§ **WORK REQUIRED**
Out of all the lines below, count those with the word "price". Give the number only.

Content starts

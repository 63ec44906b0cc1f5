//! Field normalization: raw export strings into typed listing fields
//!
//! Every parser works on a single value and returns `None` when the value
//! cannot be read. A bad cell never aborts the run; it is counted in
//! [`ParseFailures`] and logged at debug level.

use std::collections::BTreeMap;

use chrono::NaiveDate;
use once_cell::sync::Lazy;
use regex::Regex;
use tracing::{debug, warn};

use crate::config::PipelineConfig;
use crate::pipeline::{Listing, RawListing, ResponseTime, RoomType, Zipcode};

/// Literal the export uses for a bathroom without shower or tub
pub const HALF_BATH: &str = "Half-bath";

/// Truthy marker of single-character boolean columns
pub const TRUE_MARKER: &str = "t";

static NUMERIC_TOKEN: Lazy<Regex> =
    Lazy::new(|| Regex::new(r"-?\d+(?:\.\d+)?").expect("Invalid regex: numeric token"));

/// Parse a date with the first format that accepts it.
pub fn parse_date(raw: &str, formats: &[String]) -> Option<NaiveDate> {
    let trimmed = raw.trim();
    formats
        .iter()
        .find_map(|format| NaiveDate::parse_from_str(trimmed, format).ok())
}

/// Real-valued number of years from `from` to `to`.
///
/// Not rounded. Negative when `from` is after `to`.
pub fn years_between(from: NaiveDate, to: NaiveDate, days_per_year: f64) -> f64 {
    (to - from).num_days() as f64 / days_per_year
}

/// `"87%"` -> 87.0. Values outside [0, 100] are rejected.
pub fn parse_percent(raw: &str) -> Option<f64> {
    let trimmed = raw.trim();
    let number = trimmed.strip_suffix('%').unwrap_or(trimmed).trim();
    let value: f64 = number.parse().ok()?;
    if (0.0..=100.0).contains(&value) {
        Some(value)
    } else {
        None
    }
}

/// True iff the raw value is exactly the truthy marker.
pub fn parse_flag(raw: &str) -> bool {
    raw == TRUE_MARKER
}

/// `"$1,200.00"` -> 1200.0. One leading `$` is stripped and `,` thousands
/// separators are tolerated.
pub fn parse_currency(raw: &str) -> Option<f64> {
    let trimmed = raw.trim();
    let amount = trimmed.strip_prefix('$').unwrap_or(trimmed);
    let cleaned: String = amount.chars().filter(|c| *c != ',').collect();
    let value: f64 = cleaned.trim().parse().ok()?;
    value.is_finite().then_some(value)
}

/// Bathroom count from the free-text description.
///
/// `Half-bath` is substituted with `0.5` before the first numeric token is
/// extracted, so `"1.5 shared baths"` -> 1.5 and `"Half-bath"` -> 0.5.
pub fn parse_bathrooms(raw: &str) -> Option<f64> {
    let substituted = raw.replace(HALF_BATH, "0.5");
    NUMERIC_TOKEN
        .find(&substituted)
        .and_then(|m| m.as_str().parse().ok())
        .filter(|v: &f64| v.is_finite())
}

/// Integer counts. Accepts `"2"` and integral floats such as `"2.0"`.
///
/// Floats outside the `i64` range are rejected rather than saturated.
pub fn parse_count(raw: &str) -> Option<i64> {
    let trimmed = raw.trim();
    if let Ok(value) = trimmed.parse::<i64>() {
        return Some(value);
    }
    let value: f64 = trimmed.parse().ok()?;
    (value.is_finite() && value.fract() == 0.0 && value.abs() < i64::MAX as f64)
        .then_some(value as i64)
}

pub fn parse_real(raw: &str) -> Option<f64> {
    let value: f64 = raw.trim().parse().ok()?;
    value.is_finite().then_some(value)
}

/// Per-column count of present cells that could not be parsed.
#[derive(Debug, Clone, Default, PartialEq)]
pub struct ParseFailures {
    counts: BTreeMap<&'static str, usize>,
}

impl ParseFailures {
    /// Pass a parsed value through, counting it when a present cell failed.
    fn track<T>(&mut self, column: &'static str, raw: &Option<String>, parsed: Option<T>) -> Option<T> {
        if let (Some(value), None) = (raw, &parsed) {
            debug!(column, value = value.as_str(), "unparseable value set to null");
            *self.counts.entry(column).or_insert(0) += 1;
        }
        parsed
    }

    pub fn get(&self, column: &str) -> usize {
        self.counts.get(column).copied().unwrap_or(0)
    }

    pub fn total(&self) -> usize {
        self.counts.values().sum()
    }

    pub fn iter(&self) -> impl Iterator<Item = (&'static str, usize)> + '_ {
        self.counts.iter().map(|(k, v)| (*k, *v))
    }
}

/// Normalized rows plus the per-column failure tally.
#[derive(Debug, Clone, Default)]
pub struct Normalized {
    pub listings: Vec<Listing>,
    pub failures: ParseFailures,
}

/// Parse every raw row into a [`Listing`].
///
/// Years-hosting is derived after both dates are parsed.
pub fn normalize(raws: &[RawListing], config: &PipelineConfig) -> Normalized {
    let mut failures = ParseFailures::default();
    let listings = raws
        .iter()
        .map(|raw| normalize_row(raw, config, &mut failures))
        .collect();
    Normalized { listings, failures }
}

fn normalize_row(raw: &RawListing, config: &PipelineConfig, failures: &mut ParseFailures) -> Listing {
    let formats = &config.date_formats;

    let last_scraped = failures.track(
        "last_scraped",
        &raw.last_scraped,
        raw.last_scraped.as_deref().and_then(|v| parse_date(v, formats)),
    );
    let host_since = failures.track(
        "host_since",
        &raw.host_since,
        raw.host_since.as_deref().and_then(|v| parse_date(v, formats)),
    );
    let years_hosting = match (host_since, last_scraped) {
        (Some(from), Some(to)) => Some(years_between(from, to, config.days_per_year)),
        _ => None,
    };

    let host_response_time = raw.host_response_time.as_deref().and_then(|v| {
        let level = ResponseTime::parse(v);
        if level.is_none() {
            warn!(column = "host_response_time", value = v, "unseen level set to null");
        }
        level
    });
    let host_response_time =
        failures.track("host_response_time", &raw.host_response_time, host_response_time);

    let room_type = raw.room_type.as_deref().and_then(|v| {
        let level = RoomType::parse(v);
        if level.is_none() {
            warn!(column = "room_type", value = v, "unseen level set to null");
        }
        level
    });
    let room_type = failures.track("room_type", &raw.room_type, room_type);

    Listing {
        id: raw.id.clone().unwrap_or_default(),
        last_scraped,
        host_since,
        years_hosting,
        host_response_time,
        host_response_rate: failures.track(
            "host_response_rate",
            &raw.host_response_rate,
            raw.host_response_rate.as_deref().and_then(parse_percent),
        ),
        host_is_superhost: raw.host_is_superhost.as_deref().map(parse_flag),
        host_listings_count: failures.track(
            "host_listings_count",
            &raw.host_listings_count,
            raw.host_listings_count.as_deref().and_then(parse_count),
        ),
        zipcode: raw.zipcode.as_deref().and_then(Zipcode::parse),
        property_type: raw.property_type.clone(),
        room_type,
        accommodates: failures.track(
            "accommodates",
            &raw.accommodates,
            raw.accommodates.as_deref().and_then(parse_count),
        ),
        bathrooms_text: raw.bathrooms_text.clone(),
        bathrooms: failures.track(
            "bathrooms",
            &raw.bathrooms_text,
            raw.bathrooms_text.as_deref().and_then(parse_bathrooms),
        ),
        bedrooms: failures.track(
            "bedrooms",
            &raw.bedrooms,
            raw.bedrooms.as_deref().and_then(parse_count),
        ),
        beds: failures.track("beds", &raw.beds, raw.beds.as_deref().and_then(parse_count)),
        amenities: raw.amenities.clone(),
        price: failures.track(
            "price",
            &raw.price,
            raw.price.as_deref().and_then(parse_currency),
        ),
        minimum_nights: failures.track(
            "minimum_nights",
            &raw.minimum_nights,
            raw.minimum_nights.as_deref().and_then(parse_count),
        ),
        maximum_nights: failures.track(
            "maximum_nights",
            &raw.maximum_nights,
            raw.maximum_nights.as_deref().and_then(parse_count),
        ),
        review_scores_rating: failures.track(
            "review_scores_rating",
            &raw.review_scores_rating,
            raw.review_scores_rating.as_deref().and_then(parse_real),
        ),
    }
}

Content ends

§ **ANSWER BOX**
4